La fiscalité a toujours constitué un casse-tête pour les chefs d’entreprise qui estiment que le taux imposé sur les sociétés est élevé et dépasse de loin plusieurs autres taux établis dans des pays voisins. Une pression fiscale élevée décourage les chefs d’entreprise et ne les motive pas à produire plus et à exporter. Certes, le contribuable, qu’il soit une personne morale ou physique, est appelé à s’acquitter de son devoir fiscal pour contribuer à alimenter les ressources financières de l’Etat, mais les taux devraient être révisés à la baisse en élargissant l’assiette fiscale afin qu’elle touche vraiment tous les secteurs et petits métiers dans toutes les régions du pays. Les entreprises de petite et de moyenne taille sont soumises au système fiscal réel, alors que les petits métiers et l’artisanat sont soumis au système fiscal forfaitaire vu leur revenu modeste. Mais une entreprise opérant dans les petits métiers peut passer au système fiscal réel après avoir fait des extensions et augmenté sa production.

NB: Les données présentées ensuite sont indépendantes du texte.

//! Variable schema registry
//!
//! The schema is a tree of named variables mirroring the nested structure of
//! trial records. Every node is explicitly tagged as either a namespace
//! (grouping children, no value of its own) or a leaf (raw ingested data or
//! a computed field with a named transform and its requirements). Nodes are
//! never inferred from value shape at runtime; the historical shape-sniffing
//! document format is confined to [`document`].
//!
//! The schema is extended by merging in variables discovered from freshly
//! loaded raw data. Merging only fills gaps: a leaf that already carries a
//! transform keeps its description, transform and requirements, and a merge
//! that would flip a path between leaf and namespace is rejected.

pub mod document;

use crate::types::{DecoderError, Result, Trial, Value};
use std::collections::BTreeMap;

/// How a leaf variable gets its value
#[derive(Debug, Clone, PartialEq, Eq)]
pub enum TransformRef {
    /// The value arrives from raw ingestion; nothing to compute
    Raw,
    /// The value is computed by the named transform
    Named(String),
}

/// Descriptor of a leaf variable
#[derive(Debug, Clone, PartialEq)]
pub struct LeafSpec {
    /// Human-readable description, shown in selection UIs
    pub desc: String,
    /// Raw marker or transform name
    pub transform: TransformRef,
    /// Requirement paths, in declared resolution order
    pub reqs: Vec<String>,
}

impl LeafSpec {
    /// Descriptor for a raw ingested variable
    pub fn raw() -> Self {
        Self {
            desc: "DATA".to_string(),
            transform: TransformRef::Raw,
            reqs: Vec::new(),
        }
    }

    /// Descriptor for a computed variable
    pub fn computed(
        desc: impl Into<String>,
        transform: impl Into<String>,
        reqs: Vec<String>,
    ) -> Self {
        Self {
            desc: desc.into(),
            transform: TransformRef::Named(transform.into()),
            reqs,
        }
    }
}

/// A node in the variable tree
#[derive(Debug, Clone, PartialEq)]
pub enum SchemaNode {
    /// Groups child variables; carries no value
    Namespace(BTreeMap<String, SchemaNode>),
    /// Raw or computed variable
    Leaf(LeafSpec),
}

impl SchemaNode {
    pub fn namespace() -> Self {
        SchemaNode::Namespace(BTreeMap::new())
    }

    pub fn is_leaf(&self) -> bool {
        matches!(self, SchemaNode::Leaf(_))
    }

    /// A bare placeholder: a namespace without children, as produced by
    /// defensive lookups of paths nothing ever defined
    pub fn is_placeholder(&self) -> bool {
        matches!(self, SchemaNode::Namespace(children) if children.is_empty())
    }

    fn count_leaves(&self) -> usize {
        match self {
            SchemaNode::Leaf(_) => 1,
            SchemaNode::Namespace(children) => children.values().map(Self::count_leaves).sum(),
        }
    }

    fn collect_leaf_paths(&self, prefix: &str, out: &mut Vec<String>) {
        match self {
            SchemaNode::Leaf(_) => out.push(prefix.to_string()),
            SchemaNode::Namespace(children) => {
                for (key, child) in children {
                    let path = if prefix.is_empty() {
                        key.clone()
                    } else {
                        format!("{}.{}", prefix, key)
                    };
                    child.collect_leaf_paths(&path, out);
                }
            }
        }
    }
}

/// The variable tree, keyed by globally unique dotted paths
#[derive(Debug, Clone, Default, PartialEq)]
pub struct VariableSchema {
    root: BTreeMap<String, SchemaNode>,
}

impl VariableSchema {
    pub fn new() -> Self {
        Self::default()
    }

    /// Insert a leaf at `path`, creating intermediate namespaces
    ///
    /// Fails with `SchemaConflict` if the path or one of its ancestors is
    /// already occupied by a node of the other kind.
    pub fn insert_leaf(&mut self, path: &str, spec: LeafSpec) -> Result<()> {
        let (parents, last) = match path.rsplit_once('.') {
            Some((parents, last)) => (Some(parents), last),
            None => (None, path),
        };
        let mut current = &mut self.root;
        let mut walked = String::new();
        if let Some(parents) = parents {
            for key in parents.split('.') {
                if !walked.is_empty() {
                    walked.push('.');
                }
                walked.push_str(key);
                let entry = current
                    .entry(key.to_string())
                    .or_insert_with(SchemaNode::namespace);
                current = match entry {
                    SchemaNode::Namespace(children) => children,
                    SchemaNode::Leaf(_) => {
                        return Err(DecoderError::SchemaConflict(walked));
                    }
                };
            }
        }
        match current.get(last) {
            Some(SchemaNode::Namespace(children)) if !children.is_empty() => {
                return Err(DecoderError::SchemaConflict(path.to_string()));
            }
            _ => {}
        }
        current.insert(last.to_string(), SchemaNode::Leaf(spec));
        Ok(())
    }

    /// Look up a node by path, creating empty namespaces for absent
    /// intermediate keys
    ///
    /// This auto-vivification supports defensive probing by the resolver: an
    /// undefined path materializes as a bare placeholder namespace, the
    /// unsatisfiable base case of requirement resolution. Descending past a
    /// leaf stops at that leaf.
    pub fn lookup(&mut self, path: &str) -> &mut SchemaNode {
        let mut keys = path.split('.');
        let first = keys.next().unwrap_or_default();
        let mut node = self
            .root
            .entry(first.to_string())
            .or_insert_with(SchemaNode::namespace);
        for key in keys {
            match node {
                SchemaNode::Namespace(children) => {
                    node = children
                        .entry(key.to_string())
                        .or_insert_with(SchemaNode::namespace);
                }
                SchemaNode::Leaf(_) => break,
            }
        }
        node
    }

    /// Non-mutating lookup
    pub fn get(&self, path: &str) -> Option<&SchemaNode> {
        let mut keys = path.split('.');
        let mut node = self.root.get(keys.next()?)?;
        for key in keys {
            match node {
                SchemaNode::Namespace(children) => node = children.get(key)?,
                SchemaNode::Leaf(_) => return None,
            }
        }
        Some(node)
    }

    /// Merge a discovered subtree into the schema
    ///
    /// Precedence: existing leaves always win (their descriptors are kept
    /// untouched); new keys are inserted as discovered; a bare placeholder
    /// namespace may be upgraded to a leaf. Any other Leaf/Namespace flip is
    /// a hard error and leaves the schema partially merged only up to the
    /// conflicting sibling.
    pub fn merge(&mut self, discovered: BTreeMap<String, SchemaNode>) -> Result<()> {
        merge_children(&mut self.root, discovered, "")
    }

    /// Build the merge input for a freshly parsed trial
    ///
    /// Every non-map value becomes a raw leaf. A map with exactly the keys
    /// `x` and `y` is one gaze-pair leaf; any other map is a namespace.
    pub fn discover(trial: &Trial) -> BTreeMap<String, SchemaNode> {
        trial
            .fields()
            .iter()
            .map(|(key, value)| (key.clone(), discover_value(value)))
            .collect()
    }

    /// Total number of leaf variables
    pub fn leaf_count(&self) -> usize {
        self.root.values().map(SchemaNode::count_leaves).sum()
    }

    /// All leaf paths, in tree order
    pub fn leaf_paths(&self) -> Vec<String> {
        let mut out = Vec::new();
        for (key, node) in &self.root {
            node.collect_leaf_paths(key, &mut out);
        }
        out
    }
}

fn merge_children(
    existing: &mut BTreeMap<String, SchemaNode>,
    discovered: BTreeMap<String, SchemaNode>,
    prefix: &str,
) -> Result<()> {
    for (key, new_node) in discovered {
        let path = if prefix.is_empty() {
            key.clone()
        } else {
            format!("{}.{}", prefix, key)
        };
        match existing.get_mut(&key) {
            None => {
                existing.insert(key, new_node);
            }
            Some(SchemaNode::Leaf(_)) => match new_node {
                // Existing leaf wins, customized or not.
                SchemaNode::Leaf(_) => {}
                SchemaNode::Namespace(_) => {
                    return Err(DecoderError::SchemaConflict(path));
                }
            },
            Some(node @ SchemaNode::Namespace(_)) => match new_node {
                SchemaNode::Leaf(_) if node.is_placeholder() => {
                    *node = new_node;
                }
                SchemaNode::Leaf(_) => {
                    return Err(DecoderError::SchemaConflict(path));
                }
                SchemaNode::Namespace(new_children) => {
                    if let SchemaNode::Namespace(children) = node {
                        merge_children(children, new_children, &path)?;
                    }
                }
            },
        }
    }
    Ok(())
}

fn discover_value(value: &Value) -> SchemaNode {
    match value {
        Value::Map(map) => {
            let mut keys = map.keys().map(String::as_str);
            let is_gaze_pair =
                map.len() == 2 && keys.next() == Some("x") && keys.next() == Some("y");
            if is_gaze_pair {
                SchemaNode::Leaf(LeafSpec::raw())
            } else {
                SchemaNode::Namespace(
                    map.iter()
                        .map(|(key, child)| (key.clone(), discover_value(child)))
                        .collect(),
                )
            }
        }
        _ => SchemaNode::Leaf(LeafSpec::raw()),
    }
}

#[cfg(test)]
mod tests {
    use super::*;
    use crate::types::ValueMap;

    fn sample_trial() -> Trial {
        let mut trial = Trial::new();
        let mut gaze = ValueMap::new();
        gaze.insert("x".to_string(), Value::Series(vec![1.0]));
        gaze.insert("y".to_string(), Value::Series(vec![2.0]));
        trial.set("gaze", Value::Map(gaze));
        trial.set("pupil_size", Value::Series(vec![100.0]));
        trial.set("time", Value::TimeSeries(vec![0]));
        trial.set("events.messages", Value::Messages(vec![(0, "hi".into())]));
        trial
    }

    #[test]
    fn test_discover_marks_gaze_pair_as_leaf() {
        let discovered = VariableSchema::discover(&sample_trial());
        assert!(matches!(
            discovered.get("gaze"),
            Some(SchemaNode::Leaf(spec)) if spec.transform == TransformRef::Raw
        ));
        assert!(matches!(
            discovered.get("events"),
            Some(SchemaNode::Namespace(_))
        ));
    }

    #[test]
    fn test_merge_fills_gaps_and_keeps_custom_leaves() {
        let mut schema = VariableSchema::new();
        schema
            .insert_leaf(
                "velocity",
                LeafSpec::computed("gaze velocity", "velocity", vec!["gaze".into()]),
            )
            .unwrap();
        schema.insert_leaf("gaze", LeafSpec::raw()).unwrap();

        schema.merge(VariableSchema::discover(&sample_trial())).unwrap();

        // Raw leaves filled in.
        assert!(schema.get("pupil_size").is_some());
        assert!(schema.get("events.messages").is_some());
        // Customized leaf untouched.
        match schema.get("velocity") {
            Some(SchemaNode::Leaf(spec)) => {
                assert_eq!(spec.transform, TransformRef::Named("velocity".into()));
                assert_eq!(spec.reqs, vec!["gaze".to_string()]);
            }
            other => panic!("expected leaf, got {:?}", other),
        }
    }

    #[test]
    fn test_merge_is_idempotent() {
        let mut schema = VariableSchema::new();
        schema.merge(VariableSchema::discover(&sample_trial())).unwrap();
        let before = schema.clone();
        schema.merge(VariableSchema::discover(&sample_trial())).unwrap();
        assert_eq!(schema, before);
    }

    #[test]
    fn test_merge_rejects_leaf_namespace_flip() {
        let mut schema = VariableSchema::new();
        schema.insert_leaf("events", LeafSpec::raw()).unwrap();

        let err = schema
            .merge(VariableSchema::discover(&sample_trial()))
            .unwrap_err();
        assert!(matches!(err, DecoderError::SchemaConflict(path) if path == "events"));
    }

    #[test]
    fn test_lookup_auto_vivifies_placeholder() {
        let mut schema = VariableSchema::new();
        let node = schema.lookup("never.defined.path");
        assert!(node.is_placeholder());
        // The probe left namespaces behind.
        assert!(matches!(
            schema.get("never.defined"),
            Some(SchemaNode::Namespace(_))
        ));
    }

    #[test]
    fn test_placeholder_upgraded_to_leaf_on_merge() {
        let mut schema = VariableSchema::new();
        schema.lookup("pupil_size");
        schema.merge(VariableSchema::discover(&sample_trial())).unwrap();
        assert!(matches!(
            schema.get("pupil_size"),
            Some(SchemaNode::Leaf(_))
        ));
    }

    #[test]
    fn test_leaf_paths() {
        let mut schema = VariableSchema::new();
        schema.merge(VariableSchema::discover(&sample_trial())).unwrap();
        let paths = schema.leaf_paths();
        assert!(paths.contains(&"gaze".to_string()));
        assert!(paths.contains(&"events.messages".to_string()));
        assert_eq!(schema.leaf_count(), paths.len());
    }
}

Cependant, et outre la baisse du taux fiscal, les chefs d’entreprise demandent également une meilleure transparence et une équité de la fiscalité, et ce, en se conformant aux normes internationales pour éviter de léser les entreprises qui paient régulièrement leur impôt pour être en règle avec l’administration fiscale. A noter qu’une bonne partie des revenus de l’Etat proviennent de la fiscalité sous toutes ses formes, à savoir l’impôt sur les sociétés, l’impôt sur les revenus et l’impôt sur les terres bâties. D’autres impôts sont imposés à certains produits de luxe ou pas de première nécessité et des droits de douane sont exigés lors de l’importation des produits ou articles.

Des propositions à prendre en compte

Dans son rapport sur les inégalités du système fiscal tunisien, l’Oxfam propose, d’ailleurs, une série de mesures à prendre par le gouvernement pour conférer davantage d’équité au système fiscal tunisien. Parmi ces propositions, on peut citer la nécessité de « tourner la page sur les politiques d’austérité adoptées depuis la révolution en initiant un débat national sur l’impact des politiques d’austérité soutenues par les IFI (institutions financières internationales) depuis la révolution ». Il s’agit aussi de « lutter contre l’évasion et la fraude fiscales sur les différents impôts et d’en faire une priorité absolue ».

Les experts d’Oxfam plaident, par ailleurs, pour « un renforcement des dispositions anti-évasion fiscale, les mécanismes de contrôle et une liste de paradis fiscaux ambitieuse et objective, accompagnée de sanctions, une modernisation du travail de l’administration et l’augmentation des ressources humaines et financières allouées au contrôle fiscal ».

Dans ce même contexte, il a été recommandé de « créer un certain nombre de tranches supplémentaires et instaurer des taux marginaux plus évolutifs permettant d’étaler l’effort fiscal à toutes les couches de la société de manière à alléger les taux d’imposition, notamment pour la classe moyenne inférieure, et l’augmenter pour les ménages aisés, d’introduire une obligation pour l’Etat dans le cadre du code de l’Irpp et de l’impôt sur les sociétés (IS), d’adapter systématiquement et annuellement les tranches du barème d’imposition selon le niveau d’inflation ».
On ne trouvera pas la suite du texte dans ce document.